D’où vient le charme des enquêtes du commissaire Espinosa ? De la personnalité du policier, des décors, qui nous sont familiers, même si on n’a jamais mis les pieds à Rio de Janeiro, des victimes et des coupables qui nous ressemblent tous un peu ? Il en est à sa sixième et on a toujours envie de suivre Espinosa, de le voir vivre, de voir vivre les gens de Rio. Pour tout savoir il faudra lire l’œuvre immense de l’écrivain brésilien Luiz Alfredo Garcia Roza dont sont dernier livre en français vient de paraître aux éditions Actes Sud.
Tout commence avec la découverte une nuit d’orage du corps d’un sans abri unijambiste au fond d’une impasse. Dans une ville comme Rio, ce n’est qu’une mort violente de plus, mais le commissaire Espinosa est intrigué par l’absence de mobile, d’indices, aussi par l’absence de l’arme du crime. Même l’identité de la victime est inconnue. Cela est suffisant pour qu’il se lance avec ses adjoints dans une enquête qui assez rapidement va le mettre en rapport avec Aldo et Camila, une famille banale de gens aisés, heureux dans leur vie privée et professionnelle. En s’intéressant à eux, qui sont à peu près les seuls témoins, si l’on peut dire puisque personne n’a rien vu, il découvre une réalité différente de ce qu’il attendait.

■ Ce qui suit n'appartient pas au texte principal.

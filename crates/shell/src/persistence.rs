//! Persistence layer - preferences in SQLite
//!
//! Uses `spawn_blocking` for async-safe SQLite access. Writes go through a
//! channel drained by [`PersistenceWriter`].

use std::path::{Path, PathBuf};

use rusqlite::{params, Connection, OptionalExtension};
use tokio::sync::mpsc;
use tracing::{debug, error, info};

/// Key of the system-apps panel open/closed flag
pub const SYSTEM_APPS_OPENED_KEY: &str = "SYSTEM_APPS_OPENED_STATE";

/// Commands that can be persisted
#[derive(Debug, Clone, PartialEq, Eq)]
pub enum PersistCommand {
    /// Store a boolean preference
    SetFlag { key: String, value: bool },
}

/// Persistence writer that applies commands in order
pub struct PersistenceWriter {
    rx: mpsc::Receiver<PersistCommand>,
    db_path: PathBuf,
}

impl PersistenceWriter {
    pub fn new(rx: mpsc::Receiver<PersistCommand>, db_path: PathBuf) -> Self {
        Self { rx, db_path }
    }

    /// Run the persistence writer (call from tokio::spawn). Returns once
    /// every sender is gone.
    pub async fn run(mut self) {
        info!(
            component = "persistence",
            event = "persistence.started",
            db_path = %self.db_path.display(),
        );

        while let Some(cmd) = self.rx.recv().await {
            let db_path = self.db_path.clone();
            let result =
                tokio::task::spawn_blocking(move || execute_command(&db_path, cmd)).await;

            match result {
                Ok(Ok(())) => {
                    debug!(component = "persistence", event = "persistence.written");
                }
                Ok(Err(e)) => {
                    error!(
                        component = "persistence",
                        event = "persistence.write_failed",
                        error = %e,
                    );
                }
                Err(e) => {
                    error!(
                        component = "persistence",
                        event = "persistence.task_panicked",
                        error = %e,
                    );
                }
            }
        }
    }
}

fn open(db_path: &Path) -> Result<Connection, rusqlite::Error> {
    let conn = Connection::open(db_path)?;
    conn.execute_batch(
        "PRAGMA journal_mode = WAL;
         PRAGMA busy_timeout = 5000;
         CREATE TABLE IF NOT EXISTS preferences (
             key TEXT PRIMARY KEY,
             value TEXT NOT NULL
         );",
    )?;
    Ok(conn)
}

fn execute_command(db_path: &Path, cmd: PersistCommand) -> Result<(), rusqlite::Error> {
    let conn = open(db_path)?;
    match cmd {
        PersistCommand::SetFlag { key, value } => {
            conn.execute(
                "INSERT INTO preferences (key, value) VALUES (?1, ?2)
                 ON CONFLICT(key) DO UPDATE SET value = excluded.value",
                params![key, if value { "1" } else { "0" }],
            )?;
        }
    }
    Ok(())
}

/// Read a boolean preference. Missing keys read as `false`.
pub async fn load_flag(db_path: PathBuf, key: &str) -> anyhow::Result<bool> {
    let key = key.to_string();
    let value = tokio::task::spawn_blocking(move || -> Result<Option<String>, rusqlite::Error> {
        let conn = open(&db_path)?;
        conn.query_row(
            "SELECT value FROM preferences WHERE key = ?1",
            params![key],
            |row| row.get(0),
        )
        .optional()
    })
    .await??;

    Ok(value.as_deref() == Some("1"))
}

/// Create a sender for the persistence writer
pub fn create_persistence_channel() -> (mpsc::Sender<PersistCommand>, mpsc::Receiver<PersistCommand>)
{
    mpsc::channel(64)
}
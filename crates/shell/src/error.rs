use daoshell_connector_core::ConnectorError;
use thiserror::Error;

/// Failures surfaced to callers of the orchestrator handle
#[derive(Debug, Error)]
pub enum ShellError {
    #[error("Orchestrator stopped")]
    OrchestratorGone,

    #[error("Not connected to an organization")]
    NotConnected,

    #[error("No identity intent is pending")]
    NoIdentityIntent,

    #[error(transparent)]
    Connector(#[from] ConnectorError),
}
//! Session orchestrator actor
//!
//! One tokio task owns the [`SessionState`] and processes commands
//! sequentially. Location changes from the [`History`], intents from
//! [`OrchestratorHandle`]s, and organization client events all end up as
//! [`Input`]s to the pure [`transition`] function; the actor executes the
//! effects it returns. Lock-free reads go through `ArcSwap`.
//!
//! Every client construction runs under a generation number. Results and
//! events carry the generation they were started under, so anything from a
//! superseded construction is discarded instead of applied.

use std::sync::Arc;
use std::time::Duration;

use arc_swap::ArcSwap;
use daoshell_connector_core::{
    ConnectRequest, ConnectorError, EventSink, OrgClient, OrgConnector, OrgEvent, Responder,
};
use daoshell_protocol::{AddressIdentity, SessionSnapshot};
use tokio::sync::{broadcast, mpsc, oneshot, watch};
use tokio::task::JoinHandle;
use tracing::{debug, error, info, info_span, warn, Instrument};

use crate::command::OrchestratorCommand;
use crate::error::ShellError;
use crate::history::{History, Location};
use crate::identity::IdentityResolver;
use crate::persistence::{PersistCommand, SYSTEM_APPS_OPENED_KEY};
use crate::state::SessionState;
use crate::transition::{
    transition, Effect, HistoryOp, Input, IntentRejection, OrgUpdate, Settings,
};

const COMMAND_BUFFER: usize = 256;
const UPDATE_BUFFER: usize = 64;

pub struct OrchestratorOptions {
    pub settings: Settings,
    /// Default provider handed to every client
    pub provider: String,
    pub wallet_provider: Option<String>,
    /// How long an identity lookup waits before re-checking for a client
    pub identity_retry: Duration,
    /// Persisted system-apps panel flag
    pub system_apps_opened: bool,
    pub persist_tx: Option<mpsc::Sender<PersistCommand>>,
}

/// Handle to the running orchestrator (cheap to Clone).
#[derive(Clone)]
pub struct OrchestratorHandle {
    pub id: String,
    command_tx: mpsc::Sender<OrchestratorCommand>,
    snapshot: Arc<ArcSwap<SessionSnapshot>>,
    updates: broadcast::Sender<Arc<SessionSnapshot>>,
    identity: IdentityResolver,
}

impl OrchestratorHandle {
    async fn send(&self, command: OrchestratorCommand) -> Result<(), ShellError> {
        self.command_tx
            .send(command)
            .await
            .map_err(|_| ShellError::OrchestratorGone)
    }

    /// Push `path` unless it is already the current location.
    pub async fn navigate(&self, path: impl Into<String>) -> Result<(), ShellError> {
        self.send(OrchestratorCommand::Navigate { path: path.into() })
            .await
    }

    pub async fn navigate_back(&self) -> Result<(), ShellError> {
        self.send(OrchestratorCommand::NavigateBack).await
    }

    pub async fn open_preferences(
        &self,
        screen: impl Into<String>,
        data: Option<(String, String)>,
    ) -> Result<(), ShellError> {
        self.send(OrchestratorCommand::OpenPreferences {
            screen: screen.into(),
            data,
        })
        .await
    }

    pub async fn close_preferences(&self) -> Result<(), ShellError> {
        self.send(OrchestratorCommand::ClosePreferences).await
    }

    pub async fn set_wallet_account(&self, account: Option<String>) -> Result<(), ShellError> {
        self.send(OrchestratorCommand::SetWalletAccount { account })
            .await
    }

    pub async fn set_connected(&self, connected: bool) -> Result<(), ShellError> {
        self.send(OrchestratorCommand::SetConnected { connected })
            .await
    }

    pub async fn cancel_identity(&self) -> Result<(), ShellError> {
        self.send(OrchestratorCommand::CancelIdentity).await
    }

    /// Write the label for the pending identity intent and settle it.
    pub async fn save_identity(
        &self,
        address: impl Into<String>,
        label: impl Into<String>,
    ) -> Result<(), ShellError> {
        let (reply, rx) = oneshot::channel();
        self.send(OrchestratorCommand::SaveIdentity {
            address: address.into(),
            label: label.into(),
            reply,
        })
        .await?;
        rx.await.map_err(|_| ShellError::OrchestratorGone)?
    }

    /// Look up the identity of `address`. Waits for a client when the
    /// organization is still connecting.
    pub async fn resolve_identity(
        &self,
        address: &str,
    ) -> Result<Option<AddressIdentity>, ShellError> {
        Ok(self.identity.resolve(address).await?)
    }

    /// Ask the client to raise an identity intent for `address`. Completes
    /// once that intent is saved or cancelled.
    pub async fn request_identity_modification(&self, address: &str) -> Result<(), ShellError> {
        let client = self.identity.current().ok_or(ShellError::NotConnected)?;
        Ok(client.request_address_identity_modification(address).await?)
    }

    pub async fn toggle_system_apps(&self) -> Result<(), ShellError> {
        self.send(OrchestratorCommand::ToggleSystemApps).await
    }

    /// Lock-free snapshot read.
    pub fn snapshot(&self) -> Arc<SessionSnapshot> {
        self.snapshot.load_full()
    }

    /// Every snapshot published from now on
    pub fn subscribe(&self) -> broadcast::Receiver<Arc<SessionSnapshot>> {
        self.updates.subscribe()
    }

    /// Snapshot after every command sent before this call has been applied.
    pub async fn state(&self) -> Result<Arc<SessionSnapshot>, ShellError> {
        let (reply, rx) = oneshot::channel();
        self.send(OrchestratorCommand::GetSnapshot { reply }).await?;
        rx.await.map_err(|_| ShellError::OrchestratorGone)
    }
}
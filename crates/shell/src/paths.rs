//! Central path resolution for all shell data files.
//!
//! Resolved once at startup from: CLI `--data-dir` > `DAOSHELL_DATA_DIR` env > `~/.daoshell`.

use std::io;
use std::path::{Path, PathBuf};
use std::sync::RwLock;

static DATA_DIR: RwLock<Option<PathBuf>> = RwLock::new(None);

fn default_data_dir() -> io::Result<PathBuf> {
    if let Ok(env_val) = std::env::var("DAOSHELL_DATA_DIR") {
        return Ok(PathBuf::from(env_val));
    }
    dirs::home_dir()
        .map(|home| home.join(".daoshell"))
        .ok_or_else(|| io::Error::new(io::ErrorKind::NotFound, "HOME directory not found"))
}

/// Initialize the global data directory. Returns the resolved path.
pub fn init_data_dir(explicit: Option<&Path>) -> io::Result<PathBuf> {
    let dir = match explicit {
        Some(p) => p.to_path_buf(),
        None => default_data_dir()?,
    };

    let mut guard = DATA_DIR.write().unwrap_or_else(|e| e.into_inner());
    *guard = Some(dir.clone());
    Ok(dir)
}

/// Return the current data directory.
///
/// Falls back to the default location when `init_data_dir` hasn't been
/// called, and to the temp dir when not even that resolves.
pub fn data_dir() -> PathBuf {
    let current = DATA_DIR.read().unwrap_or_else(|e| e.into_inner()).clone();
    current
        .or_else(|| default_data_dir().ok())
        .unwrap_or_else(|| std::env::temp_dir().join("daoshell"))
}

pub fn db_path() -> PathBuf {
    data_dir().join("daoshell.db")
}

pub fn log_dir() -> PathBuf {
    data_dir().join("logs")
}

pub fn config_path() -> PathBuf {
    data_dir().join("config.toml")
}

/// Create all required subdirectories under the data dir.
pub fn ensure_dirs() -> io::Result<()> {
    let base = data_dir();
    std::fs::create_dir_all(&base)?;
    std::fs::create_dir_all(log_dir())?;
    Ok(())
}
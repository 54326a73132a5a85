//! Navigation source
//!
//! The orchestrator listens to a [`History`] for location changes and drives
//! it with push/replace/back. [`MemoryHistory`] keeps the entry stack in
//! process with browser-history semantics.

use std::sync::{Arc, Mutex, MutexGuard};

use tokio::sync::mpsc;
use tracing::debug;

/// A visible location plus the navigation state attached to it
#[derive(Debug, Clone, PartialEq, Eq)]
pub struct Location {
    pub pathname: String,
    pub search: String,
    /// Set on locations the orchestrator already parsed before issuing them.
    pub already_parsed: bool,
}

impl Location {
    /// Split a path like `/acme/0xbbb?x=1` into pathname and search.
    pub fn from_path(path: &str) -> Self {
        let (pathname, search) = match path.find('?') {
            Some(idx) => (&path[..idx], &path[idx..]),
            None => (path, ""),
        };
        Self {
            pathname: if pathname.is_empty() { "/" } else { pathname }.to_string(),
            search: search.to_string(),
            already_parsed: false,
        }
    }

    pub fn path(&self) -> String {
        format!("{}{}", self.pathname, self.search)
    }
}

/// Receives every location change
pub type HistoryListener = mpsc::UnboundedSender<Location>;

pub trait History: Send + 'static {
    /// Current location
    fn location(&self) -> Location;

    /// Register the listener notified on every change.
    fn listen(&mut self, listener: HistoryListener);

    /// Add a new entry.
    fn push(&mut self, path: &str);

    /// Overwrite the current entry without adding one.
    fn replace(&mut self, location: Location);

    /// Move to the previous entry, if there is one.
    fn go_back(&mut self);
}

struct Inner {
    entries: Vec<Location>,
    index: usize,
    listener: Option<HistoryListener>,
}

/// In-process history. Clones share the same entry stack.
#[derive(Clone)]
pub struct MemoryHistory {
    inner: Arc<Mutex<Inner>>,
}

impl MemoryHistory {
    pub fn new(initial_path: &str) -> Self {
        Self {
            inner: Arc::new(Mutex::new(Inner {
                entries: vec![Location::from_path(initial_path)],
                index: 0,
                listener: None,
            })),
        }
    }

    fn lock(&self) -> MutexGuard<'_, Inner> {
        self.inner.lock().unwrap_or_else(|e| e.into_inner())
    }

    /// Paths of every entry, oldest first
    #[allow(dead_code)]
    pub fn entries(&self) -> Vec<String> {
        self.lock().entries.iter().map(Location::path).collect()
    }

    #[allow(dead_code)]
    pub fn index(&self) -> usize {
        self.lock().index
    }
}

impl Inner {
    fn notify(&self, location: Location) {
        debug!(
            component = "history",
            event = "history.changed",
            path = %location.path(),
            already_parsed = location.already_parsed,
        );
        if let Some(listener) = &self.listener {
            let _ = listener.send(location);
        }
    }
}

impl History for MemoryHistory {
    fn location(&self) -> Location {
        let inner = self.lock();
        inner.entries[inner.index].clone()
    }

    fn listen(&mut self, listener: HistoryListener) {
        self.lock().listener = Some(listener);
    }

    fn push(&mut self, path: &str) {
        let mut inner = self.lock();
        let location = Location::from_path(path);
        let next = inner.index + 1;
        inner.entries.truncate(next);
        inner.entries.push(location.clone());
        inner.index = next;
        inner.notify(location);
    }

    fn replace(&mut self, location: Location) {
        let mut inner = self.lock();
        let index = inner.index;
        inner.entries[index] = location.clone();
        inner.notify(location);
    }

    fn go_back(&mut self) {
        let mut inner = self.lock();
        if inner.index == 0 {
            return;
        }
        inner.index -= 1;
        // Popped entries are always parsed again.
        let location = Location {
            already_parsed: false,
            ..inner.entries[inner.index].clone()
        };
        inner.notify(location);
    }
}

#[cfg(test)]
mod tests {
    use super::*;

    #[test]
    fn location_splits_search() {
        let location = Location::from_path("/acme/0xbbb?preferences=%2Fnetwork");
        assert_eq!(location.pathname, "/acme/0xbbb");
        assert_eq!(location.search, "?preferences=%2Fnetwork");
        assert_eq!(Location::from_path("").pathname, "/");
    }

    #[test]
    fn push_truncates_forward_entries() {
        let mut history = MemoryHistory::new("/");
        history.push("/a");
        history.push("/b");
        history.go_back();
        history.push("/c");
        assert_eq!(history.entries(), vec!["/", "/a", "/c"]);
        assert_eq!(history.index(), 2);
    }

    #[test]
    fn replace_keeps_entry_count() {
        let mut history = MemoryHistory::new("/acme.aragonid.eth");
        history.replace(Location {
            pathname: "/acme".to_string(),
            search: String::new(),
            already_parsed: true,
        });
        assert_eq!(history.entries(), vec!["/acme"]);
        assert!(history.location().already_parsed);
    }

    #[test]
    fn listener_sees_every_change() {
        let (tx, mut rx) = mpsc::unbounded_channel();
        let mut history = MemoryHistory::new("/");
        history.listen(tx);

        history.push("/acme");
        history.go_back();
        history.go_back();

        assert_eq!(rx.try_recv().expect("push").pathname, "/acme");
        assert_eq!(rx.try_recv().expect("back").pathname, "/");
        assert!(rx.try_recv().is_err());
    }
}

Tout se passe en douceur : l’enquête avance avec quelques jolies surprises mais sans à-coups, à l’image de la vie privée du commissaire, un peu banale, simplement pimentée par de bons moments avec son amie Irene. On est loin des coups de théâtre spectaculaires si fréquents dans le polar moderne. Mais ce que notre récit perd (peut-être) en “action”, il le regagne largement en vérité : Espinosa n’est pas un super flic, ni un dépressif au bord de l’alcoolisme, non, il est un policier qui fait son métier tout en ayant une existence acceptable et les surprises dans le développement de l’enquête sont relativement rares, et elles n’en prennent que plus de relief.
À une époque qui produit nombre d’excellents polars dans lesquels la violence sauvage est souvent mise en avant, les enquêtes de Garcia-Roza sont un peu à la marge, et c’est tant mieux ! Bien sûr, il y a des cadavres, mais l’auteur, qui a été avant d’écrire philosophe et psychologue, glisse de façon très subtile beaucoup d’idées, sur l’ascension sociale, sur les traumatismes de l’enfance, sur les rapports de couple, des idées qui nous concernent tous dans notre vie quotidienne et qui rendent la lecture d’autant plus prenante.